Cats are very sensitive to stress and can suffer anxiety when exposed to certain stimuli or new environments. For example, a new pet in the house or moving to a new home could cause your pet stress. Cats that are in heat may also experience anxiety which can cause anorexia.

  1. Food Rejection

Some pet owners make the mistake of suddenly changing their cat’s food. When this happens, the cat may reject the new food and lose weight over time. When changing your cat’s food, it is important to perform the change gradually by adding a little of the new food into the old food.

  1. Poisoning

When a cat ingests a poisonous substance, such as human food that is toxic to cats or a certain type of plant, it can experience damage to its digestive system and other areas of the body. This may cause your cat to not feel like eating. Depending on the toxic substance, your cat may require urgent treatment from a vet.

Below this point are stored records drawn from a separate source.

//! Payment cards.
//!
//! Card data is tokenized by the platform; the SDK never stores the
//! sensitive fields beyond the one tokenization request.

use serde::{Deserialize, Serialize};

use crate::client::Payname;
use crate::error::Result;

/// A tokenized card.
#[derive(Debug, Clone, Default, Serialize, Deserialize)]
#[serde(default)]
pub struct Card {
    /// Card token, public id.
    pub hash: String,

    /// Masked card number.
    pub number: Option<String>,

    /// Email of the owner.
    pub email: Option<String>,

    /// True for a production card, false for a test one.
    pub is_prod: Option<bool>,

    /// Card scheme.
    #[serde(rename = "type")]
    pub card_type: Option<String>,

    /// Hash of the owning user.
    pub user: Option<String>,

    /// Expiry year.
    pub expiry_year: Option<i32>,

    /// Expiry month.
    pub expiry_month: Option<u32>,
}

/// Input of the card tokenization endpoint.
#[derive(Debug, Clone, Serialize)]
pub struct CardRequest {
    /// Primary account number.
    pub number: String,

    /// Expiry date.
    pub expiry: CardExpiry,

    /// Security code (CVV, CVC, ...).
    pub security: String,

    /// Email or hash of the owner.
    pub user: String,
}

/// Expiry date of a card.
#[derive(Debug, Clone, Copy, Serialize)]
pub struct CardExpiry {
    /// Four-digit year.
    pub year: i32,

    /// Month, 1 to 12.
    pub month: u32,
}

impl Card {
    /// Tokenize a card. The platform keeps the sensitive data and hands
    /// back a reusable token.
    ///
    /// # Errors
    ///
    /// Fails like any dispatched call.
    pub async fn create(client: &Payname, request: &CardRequest) -> Result<Self> {
        let payload = serde_json::to_value(request)?;
        client.post("/token", &payload).await?.decode()
    }

    /// Fetch one card by token.
    ///
    /// # Errors
    ///
    /// Fails like any dispatched call.
    pub async fn get(client: &Payname, hash: &str) -> Result<Self> {
        client.get(&format!("/card/{hash}")).await?.decode()
    }

    /// List the cards of a user. Pagination is not implemented upstream.
    ///
    /// # Errors
    ///
    /// Fails like any dispatched call.
    pub async fn list(client: &Payname, user_hash: &str) -> Result<Vec<Self>> {
        let path = format!("/user/{user_hash}/card");
        let mut cards: Vec<Self> = client.get(&path).await?.decode()?;
        for card in &mut cards {
            card.user = Some(user_hash.to_string());
        }
        Ok(cards)
    }

    /// Delete the card on the platform.
    ///
    /// A card can only be created and deleted; the platform forbids updates.
    ///
    /// # Errors
    ///
    /// Fails like any dispatched call.
    pub async fn delete(self, client: &Payname) -> Result<()> {
        client.delete(&format!("/card/{}", self.hash)).await?;
        Ok(())
    }
}
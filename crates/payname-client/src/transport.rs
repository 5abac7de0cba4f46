//! HTTP transport layer.
//!
//! The dispatcher needs exactly one capability from the network: send a
//! method, URL, auth token and optional JSON body, get the raw response body
//! back. Two implementations are provided. [`PooledTransport`] keeps one
//! connection pool alive across calls; [`OneShotTransport`] builds a fresh
//! client per request. [`Config::pooled_transport`](crate::Config::pooled_transport)
//! selects which one a client uses.

use std::time::Duration;

use async_trait::async_trait;
use reqwest::{Client, Method};

/// Default request timeout applied by the built-in transports.
const DEFAULT_TIMEOUT: Duration = Duration::from_secs(30);

/// Minimal request capability required by the dispatcher.
#[async_trait]
pub trait Transport: Send + Sync + std::fmt::Debug {
    /// Execute one HTTP request and return the raw response body.
    ///
    /// `token` is sent verbatim in the `Authorization` header, without any
    /// scheme prefix. `body` is an already JSON-encoded payload. The body is
    /// returned whatever the HTTP status; the response envelope decides the
    /// outcome, not the status line.
    ///
    /// # Errors
    ///
    /// Returns the underlying HTTP error when the request cannot be sent or
    /// the response body cannot be read.
    async fn execute(
        &self,
        method: Method,
        url: &str,
        token: &str,
        body: Option<String>,
    ) -> std::result::Result<String, reqwest::Error>;
}

async fn send(
    client: &Client,
    method: Method,
    url: &str,
    token: &str,
    body: Option<String>,
) -> std::result::Result<String, reqwest::Error> {
    let mut request = client.request(method, url).header("Authorization", token);
    if let Some(body) = body {
        request = request.header("Content-Type", "application/json").body(body);
    }
    let response = request.send().await?;
    response.text().await
}

/// Transport holding a shared connection pool, reused across calls.
#[derive(Debug, Clone)]
pub struct PooledTransport {
    client: Client,
}

impl PooledTransport {
    /// Create a pooled transport with the default 30 s timeout.
    #[must_use]
    pub fn new() -> Self {
        Self::with_timeout(DEFAULT_TIMEOUT)
    }

    /// Create a pooled transport with a custom timeout.
    ///
    /// # Panics
    ///
    /// Panics if the HTTP client cannot be built (should not happen with
    /// default settings).
    #[must_use]
    pub fn with_timeout(timeout: Duration) -> Self {
        let client = Client::builder()
            .timeout(timeout)
            .build()
            .expect("Failed to build HTTP client");
        Self { client }
    }
}

impl Default for PooledTransport {
    fn default() -> Self {
        Self::new()
    }
}

#[async_trait]
impl Transport for PooledTransport {
    async fn execute(
        &self,
        method: Method,
        url: &str,
        token: &str,
        body: Option<String>,
    ) -> std::result::Result<String, reqwest::Error> {
        send(&self.client, method, url, token, body).await
    }
}

/// Transport building a fresh client for every request.
///
/// No connection is reused between calls.
#[derive(Debug, Clone, Copy, Default)]
pub struct OneShotTransport;

#[async_trait]
impl Transport for OneShotTransport {
    async fn execute(
        &self,
        method: Method,
        url: &str,
        token: &str,
        body: Option<String>,
    ) -> std::result::Result<String, reqwest::Error> {
        let client = Client::builder().timeout(DEFAULT_TIMEOUT).build()?;
        send(&client, method, url, token, body).await
    }
}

What are the Signs of Anorexia?

Anorexia in cats can cause a wide range of symptoms. These symptoms can worsen over time depending on the cat’s level of stress and other factors. Some of the most common signs of anorexia include:

  • Weight loss
  • Depression
  • Lethargy
  • Unresponsiveness
  • Excessive salivation
  • Yellowing of the skin
  • Loss of appetite
  • Unwillingness to be active
  • Diarrhea
  • Vomiting
  • Hiding
  • Clinginess

How Is Anorexia in Cats Treated?

If your cat has stopped eating, it is important to see your vet as soon as possible. Your vet will start by distinguishing between true and pseudo-anorexia by reviewing the cat’s medical history and performing a physical exam to look for signs of abnormalities. There are also a variety of testing that your vet may perform to get a diagnosis, such as blood work, thyroid testing, X-rays, urinalysis, ultrasound, endoscopy, FeLV testing, and FIV testing.

Treatment for anorexia in cats focuses on treating the underlying medical condition that was identified during the diagnostic process. Your vet may also recommend certain measures to help restore your pet’s health, such as supportive therapy to reverse dehydration, provide nutrition, and decrease nausea. This initial therapy is typically delivered intravenously; however, some cats that have not eaten for a longer period of time may require a feeding tube.

If a cat is unable to tolerate food in the stomach, your vet may need to place an IV line to ensure that your pet receives adequate nutrition. In most cases, nutritional therapy requires your cat to be temporarily hospitalized. This type of therapy cannot be provided at home as at-home care poses a greater risk of infection. During this time, your vet may administer certain medications to your cat. Some of the most common medications used in the treatment of anorexia include:

  • Steroids – Used to treat mild inflammatory conditions
  • Antacids – Used to treat stomach problems
  • Appetite stimulants – Used to treat loss of appetite
  • Pain medications – Used to reduce or relieve discomfort
  • Anti-nausea medications – Used to treat nausea and vomiting

The prognosis for a cat suffering from anorexia is not always clear. If your vet can identify and treat the underlying medical condition causing the anorexia, your pet is likely to make a full recovery and resume eating. However, if the ailment is related to a condition that cannot be easily treated, such as cancer, there is unfortunately a poorer prognosis for returning to normal eating habits.

When to Get Help

Anorexia in cats is a serious condition that can worsen very quickly without professional intervention. If you notice any signs that your cat has stopped eating or is losing weight quickly, it is important to see your vet as soon as possible to determine the cause and develop a treatment plan.